The new king was very fond of the Princess Katharine, and he
married her soon after his father's death, without asking any more
questions about the right or wrong of it. He began with very
gallant and prosperous times. He was very handsome, and skilled in
all sports and games, and had such frank, free manners, that the
people felt as if they had one of their best old Plantagenets back
again. They were pleased, too, when he quarreled with the King of
France, and like an old Plantagenet, led an army across the sea and
besieged the town of Tournay. Again, it was like the time of Edward
III., for James IV. of Scotland was a friend of the French king,
and came across the Border with all the strength of Scotland, to
ravage England while Henry was away. But there were plenty of stout
Englishmen left, and under the Earl of Surrey, they beat the Scots
entirely at the battle of Flodden field; and King James himself was
not taken, but left dead upon the field, while his kingdom went to
his poor little baby son. Though there had been a battle in France
it was not another Crecy, for the French ran away so fast that it
was called the battle of the Spurs. However, Henry's expedition did
not come to much, for he did not get all the help he was promised;
and he made peace with the French king, giving him in marriage his
beautiful young sister Mary— though King Louis was an old,
helpless, sickly man. Indeed, he only lived six weeks after the
wedding, and before there was time to fetch Queen Mary home again,
she had married a gentleman named Charles Brandon. She told he
brother that she had married once to please him, and now she had
married to please herself. But he forgave her, and made her husband
Duke of Suffolk.
Henry's chief adviser, at this time, was Thomas Wolsey,
Archbishop of York; a very able man, and of most splendid tastes
and habits— outdoing even the Tudors in love of show. The
pope had made him a cardinal—that is, one of the clergy, who
are counted as parish priests in the diocese of Rome, and therefore
have a right to choose the pope. They wear scarlet hats, capes, and
shoes, and are the highest rank of all the clergy except the pope.
Indeed, Cardinal Wolsey was in hopes of being chosen pope himself,
and setting the whole Church to rights—for there had been
several very wicked men reigning at Rome, one after the other, and
they had brought things to such a pass that everyone felt there
would be some great judgment from God if some improvement were not
made.
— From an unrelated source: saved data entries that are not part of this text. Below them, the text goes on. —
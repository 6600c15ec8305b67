use std::sync::Arc;
use std::time::Duration;

use async_trait::async_trait;
use common::DeployError;
use ethers::contract::ContractFactory;
use ethers::providers::Middleware;
use log::debug;

use super::{ContractDeployer, DeployReceipt, DeployRequest};
use crate::artifact::ContractArtifact;

/// Deploys a compiled artifact through an ethers middleware stack.
///
/// Signing and nonce management belong to the middleware: a
/// `SignerMiddleware` on live networks, the node's unlocked accounts on a
/// local Hardhat node.
pub struct EthersDeployer<M> {
    client: Arc<M>,
    artifact: ContractArtifact,
    timeout: Duration,
}

impl<M: Middleware + 'static> EthersDeployer<M> {
    pub fn new(client: Arc<M>, artifact: ContractArtifact, timeout: Duration) -> Self {
        Self {
            client,
            artifact,
            timeout,
        }
    }
}

#[async_trait]
impl<M: Middleware + 'static> ContractDeployer for EthersDeployer<M> {
    async fn deploy(&self, contract_name: &str, request: DeployRequest) -> Result<DeployReceipt, DeployError> {
        let failure = |reason: String| DeployError::Failure {
            contract: contract_name.to_string(),
            reason,
        };

        let factory = ContractFactory::new(
            self.artifact.abi.clone(),
            self.artifact.bytecode.clone(),
            self.client.clone(),
        );

        let mut deployer = factory
            .deploy_tokens(request.args.to_tokens())
            .map_err(|e| failure(e.to_string()))?;
        deployer.tx.set_from(request.from);

        // A receipt only exists once the transaction is mined, so one
        // confirmation is the floor even when none were asked for
        let confirmations = request.confirmations.max(1);
        let deployer = deployer.confirmations(usize::try_from(confirmations).unwrap_or(usize::MAX));

        debug!("Submitting {} creation transaction from {:?}", contract_name, request.from);

        let (contract, receipt) = tokio::time::timeout(self.timeout, deployer.send_with_receipt())
            .await
            .map_err(|_| DeployError::Timeout {
                contract: contract_name.to_string(),
                confirmations: request.confirmations,
                timeout_secs: self.timeout.as_secs(),
            })?
            .map_err(|e| failure(e.to_string()))?;

        Ok(DeployReceipt {
            address: contract.address(),
            transaction_hash: Some(receipt.transaction_hash),
            confirmations: request.confirmations,
        })
    }
}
Most of Wolsey's arrangements with foreign princes had this
end in view. The new king of France, Francis I., was young,
brilliant and splendid, like Henry, and the two had a conference
near Calais, when they brought their queens and their whole Court,
and put up tents of velvet, silk, and gold—while everything
was so extraordinarily magnificent, that the meeting has ever since
been called the Field of the Cloth of Gold.
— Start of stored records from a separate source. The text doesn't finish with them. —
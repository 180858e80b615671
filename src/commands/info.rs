use chrono::{Local, NaiveDateTime};

use super::{ArgumentContract, Call, CommandSpec, HelpEntry, Requirement};
use crate::error::{Result, ShellError, display_arg};
use crate::eval::CommandContext;

const OPTIONAL_COMMAND: ArgumentContract = ArgumentContract::uniform(0, Some(1), Requirement::NoPathCheck);
const NO_ARGUMENTS: ArgumentContract = ArgumentContract::uniform(0, Some(0), Requirement::NoPathCheck);

/// Entries selected by an optional command-name argument.
fn select<'a>(cmd: &str, call: &Call, catalogue: &'a [HelpEntry]) -> Result<Vec<&'a HelpEntry>> {
    match call.literal(0) {
        None => Ok(catalogue.iter().collect()),
        Some(name) => catalogue
            .iter()
            .find(|e| e.name == name)
            .map(|e| vec![e])
            .ok_or_else(|| {
                ShellError::argument(format!(
                    "{cmd}: {} is not a supported command",
                    display_arg(name)
                ))
            }),
    }
}

pub struct HelpSpec;

impl CommandSpec for HelpSpec {
    fn name(&self) -> &'static str {
        "help"
    }

    fn usage(&self) -> &'static str {
        "help [COMMAND]"
    }

    fn summary(&self) -> &'static str {
        "Describe one command, or all of them."
    }

    fn contract(&self) -> ArgumentContract {
        OPTIONAL_COMMAND
    }

    fn run(&self, call: &Call, ctx: &mut CommandContext<'_>) -> Result<String> {
        let entries = select(self.name(), call, ctx.catalogue)?;
        Ok(entries
            .iter()
            .map(|e| format!("{}\n    {}", e.usage, e.summary))
            .collect::<Vec<_>>()
            .join("\n"))
    }
}

pub struct ArgsSpec;

impl CommandSpec for ArgsSpec {
    fn name(&self) -> &'static str {
        "args"
    }

    fn usage(&self) -> &'static str {
        "args [COMMAND]"
    }

    fn summary(&self) -> &'static str {
        "Show the argument synopsis of one command, or all of them."
    }

    fn contract(&self) -> ArgumentContract {
        OPTIONAL_COMMAND
    }

    fn run(&self, call: &Call, ctx: &mut CommandContext<'_>) -> Result<String> {
        let entries = select(self.name(), call, ctx.catalogue)?;
        Ok(entries
            .iter()
            .map(|e| e.usage)
            .collect::<Vec<_>>()
            .join("\n"))
    }
}

/// `Thu, 15 Oct 2026 09:30:00`
pub fn format_date(at: &NaiveDateTime) -> String {
    at.format("%a, %-d %b %Y %H:%M:%S").to_string()
}

pub struct DateSpec;

impl CommandSpec for DateSpec {
    fn name(&self) -> &'static str {
        "date"
    }

    fn usage(&self) -> &'static str {
        "date"
    }

    fn summary(&self) -> &'static str {
        "Print the local date and time."
    }

    fn contract(&self) -> ArgumentContract {
        NO_ARGUMENTS
    }

    fn run(&self, _call: &Call, _ctx: &mut CommandContext<'_>) -> Result<String> {
        Ok(format_date(&Local::now().naive_local()))
    }
}

pub struct ExitSpec;

impl CommandSpec for ExitSpec {
    fn name(&self) -> &'static str {
        "exit"
    }

    fn usage(&self) -> &'static str {
        "exit"
    }

    fn summary(&self) -> &'static str {
        "Leave the shell."
    }

    fn contract(&self) -> ArgumentContract {
        NO_ARGUMENTS
    }

    fn run(&self, _call: &Call, _ctx: &mut CommandContext<'_>) -> Result<String> {
        Err(ShellError::Halt)
    }
}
However, nothing came of it all. Cardinal Wolsey thought
Francis's enemy—the Emperor Charles V.—more likely to
help him to be pope, and make his master go over to that side; but
after all an Italian was chosen in his stead. And there came a new
trouble in his way. The king and queen had been married a good many
years, and they had only one child alive, and that was a girl, the
Lady Mary—all the others had died as soon as they were
born—and statesmen began to think that if there never was a
son at all, there might be fresh wars when Henry died; while others
said that the loss of the children was to punish them for marrying
unlawfully. Wolsey himself began to wish that the pope would say
that it had never been a real marriage, and so to set the king free
to put Katharine away and take another wife— some grand
princess abroad. This was thinking more of what seemed prudent than
of the right; and it turned out ill for Wolsey and all besides, for
no sooner had the notion of setting aside poor Katharine come into
his mind, than the king cast his eyes on Anne Boleyn, one of her
maids of honor—a lively lady, who had been to France with his
sister Mary. He was bent on marrying her, and insisted on the
pope's giving sentence against Katharine. But the pope would not
make any answer at all; first, because he was enquiring, and then
because he could not well offend Katharine's nephew, the Emperor.
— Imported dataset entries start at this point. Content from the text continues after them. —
use log::info;

use super::{ArgumentContract, Call, CommandSpec, Requirement, display_name, io_failure};
use crate::error::{Result, ShellError};
use crate::eval::CommandContext;
use crate::fs::EntryKind;

pub struct CdSpec;

impl CommandSpec for CdSpec {
    fn name(&self) -> &'static str {
        "cd"
    }

    fn usage(&self) -> &'static str {
        "cd [DIR]"
    }

    fn summary(&self) -> &'static str {
        "Change the working directory. With no argument, go home."
    }

    fn contract(&self) -> ArgumentContract {
        ArgumentContract::uniform(0, Some(1), Requirement::MustResolveToDirectory)
    }

    fn run(&self, call: &Call, ctx: &mut CommandContext<'_>) -> Result<String> {
        let target = match call.paths().first() {
            Some(path) => path.to_path_buf(),
            None => ctx.session.home().to_path_buf(),
        };
        ctx.session.change_dir(&target)?;
        Ok(String::new())
    }
}

pub struct PwdSpec;

impl CommandSpec for PwdSpec {
    fn name(&self) -> &'static str {
        "pwd"
    }

    fn usage(&self) -> &'static str {
        "pwd"
    }

    fn summary(&self) -> &'static str {
        "Print the working directory."
    }

    fn contract(&self) -> ArgumentContract {
        ArgumentContract::uniform(0, Some(0), Requirement::NoPathCheck)
    }

    fn run(&self, _call: &Call, ctx: &mut CommandContext<'_>) -> Result<String> {
        Ok(ctx.session.cwd().display().to_string())
    }
}

pub struct MkdirSpec;

impl CommandSpec for MkdirSpec {
    fn name(&self) -> &'static str {
        "mkdir"
    }

    fn usage(&self) -> &'static str {
        "mkdir DIR..."
    }

    fn summary(&self) -> &'static str {
        "Create directories, including missing parents."
    }

    fn contract(&self) -> ArgumentContract {
        ArgumentContract::uniform(1, None, Requirement::MustBeSingleton)
    }

    fn run(&self, call: &Call, ctx: &mut CommandContext<'_>) -> Result<String> {
        let fs = ctx.fs();
        for path in call.paths() {
            if fs.stat(path) != EntryKind::Missing {
                return Err(ShellError::execution(format!(
                    "mkdir: cannot create directory {}: already exists",
                    display_name(path)
                )));
            }
            fs.create_dir(path)
                .map_err(|e| io_failure("mkdir", "create directory", path, e))?;
            info!("mkdir: {}", path.display());
        }
        Ok(String::new())
    }
}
Time went on, and the king grew more impatient, and at last a
clergyman, named Thomas Cranmer, said that he might settle the
matter by asking the learned men at the universities whether it was
lawful for a man to marry his brother's widow. "He has got the
right sow by the ear," cried Henry, who was not choice in his
words, and he determined that the universities should decide it.
But Wolsey would not help the king here. He knew that the pope had
been the only person to decide such questions all over the Western
Church for many centuries; and, besides, he had never intended to
assist the king to lower himself by taking a wife like Anne Boleyn.
But his secretary, Thomas Crumwell, told the king all of Wolsey's
disapproval, and between them they found out something that the
cardinal had done by the king's own wish, but which did not agree
with the old disused laws. He was put down from all his offices of
state, and accused of treason against the king; but while he was
being brought to London to be tried, he became so ill at the abbey
at Leicester that he was forced to remain there, and in a few days
he died, saying, sadly—"If I had served God as I have served
my king, He would not have forsaken me in my old age."
With Cardinal Wolsey ended the first twenty years of Henry's
reign, and all that had ever been good in it.